Venga, un tópico: Acero es una novela que se lee tan fácilmente como se olvida.
Otro menos frecuente: es una pena porque durante casi la mitad de su extensión parecía que no iba a ser así.
Ahora algo completamente suyo, personal e intransferible: esta historia urbana con vampiros, protagonizada por personajes dañados que se encuentran y construyen un santuario inestable, augura algo más que una presentación de personajes. Promete que los conflictos que plantea se van a resolver de una manera menos convencional que el aburrido duelo entre vampiro bueno y vampiro malo de su tramo final.

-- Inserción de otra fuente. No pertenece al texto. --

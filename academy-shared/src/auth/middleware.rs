/// Bearer-token authentication for Axum
///
/// The API crate wraps [`authenticate`] in a `from_fn_with_state` layer; on
/// success the resulting [`AuthContext`] is inserted into the request
/// extensions and handlers pick it up with `Extension<AuthContext>`.
///
/// Role checks do not happen here. Handlers load the account and go through
/// [`crate::auth::authorization`].
///
/// # Example
///
/// ```
/// use axum::http::{header, HeaderMap, HeaderValue};
/// use academy_shared::auth::jwt::issue_token_pair;
/// use academy_shared::auth::middleware::authenticate;
///
/// # fn example() -> Result<(), Box<dyn std::error::Error>> {
/// let secret = "a-shared-secret-of-at-least-32-bytes!";
/// let pair = issue_token_pair(5, "a@b.com", secret)?;
///
/// let mut headers = HeaderMap::new();
/// headers.insert(
///     header::AUTHORIZATION,
///     HeaderValue::from_str(&format!("Bearer {}", pair.access_token))?,
/// );
///
/// let auth = authenticate(&headers, secret)?;
/// assert_eq!(auth.user_id, 5);
/// # Ok(())
/// # }
/// ```

use axum::http::{header, HeaderMap};
use serde::{Deserialize, Serialize};

use super::jwt::{validate_access_token, Claims, JwtError};

/// Authenticated subject, added to request extensions by the gate
#[derive(Debug, Clone, PartialEq, Serialize, Deserialize)]
pub struct AuthContext {
    /// Account id from the token
    pub user_id: i64,

    /// Account email at token issue time
    pub email: String,
}

impl From<Claims> for AuthContext {
    fn from(claims: Claims) -> Self {
        Self {
            user_id: claims.user_id,
            email: claims.email,
        }
    }
}

/// Error type for bearer authentication
#[derive(Debug, thiserror::Error)]
pub enum AuthError {
    #[error("Missing authorization header")]
    MissingCredentials,

    #[error("Invalid authorization header: {0}")]
    InvalidFormat(String),

    #[error("Token expired")]
    Expired,

    #[error("Invalid token: {0}")]
    InvalidToken(String),
}

impl From<JwtError> for AuthError {
    fn from(err: JwtError) -> Self {
        match err {
            JwtError::Expired => AuthError::Expired,
            other => AuthError::InvalidToken(other.to_string()),
        }
    }
}

/// Extracts the token from an `Authorization: Bearer <token>` header
pub fn bearer_token(headers: &HeaderMap) -> Result<&str, AuthError> {
    let value = headers
        .get(header::AUTHORIZATION)
        .ok_or(AuthError::MissingCredentials)?
        .to_str()
        .map_err(|_| AuthError::InvalidFormat("header is not valid ASCII".to_string()))?;

    let token = value
        .strip_prefix("Bearer ")
        .ok_or_else(|| AuthError::InvalidFormat("expected Bearer scheme".to_string()))?
        .trim();

    if token.is_empty() {
        return Err(AuthError::InvalidFormat("empty bearer token".to_string()));
    }

    Ok(token)
}

/// Validates the bearer access token and builds the request's auth context
pub fn authenticate(headers: &HeaderMap, secret: &str) -> Result<AuthContext, AuthError> {
    let token = bearer_token(headers)?;
    let claims = validate_access_token(token, secret)?;

    Ok(AuthContext::from(claims))
}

Sobra decir lo que ocurre.
El protagonista de Acero, curiosamente, no resulta manido. Para llevar la batuta de su novela Todd Grimson no elige a un vampiro sino a su siervo, Keith. El guitarrista de un grupo de cierto nombre caído en desgracia tras una relación destructiva y con él en un presidio venezolano con las manos destrozadas. Antiguo adicto a la heroína, Keith es el lacayo de Justine, una vampira con cientos de años a sus espaldas que no recuerda gran cosa de su pasado y completamente cautivada por él. Hasta el punto que ambos experimentan una atracción que transgrede el estereotipo vampiro-siervo hasta convertirlos en una pareja.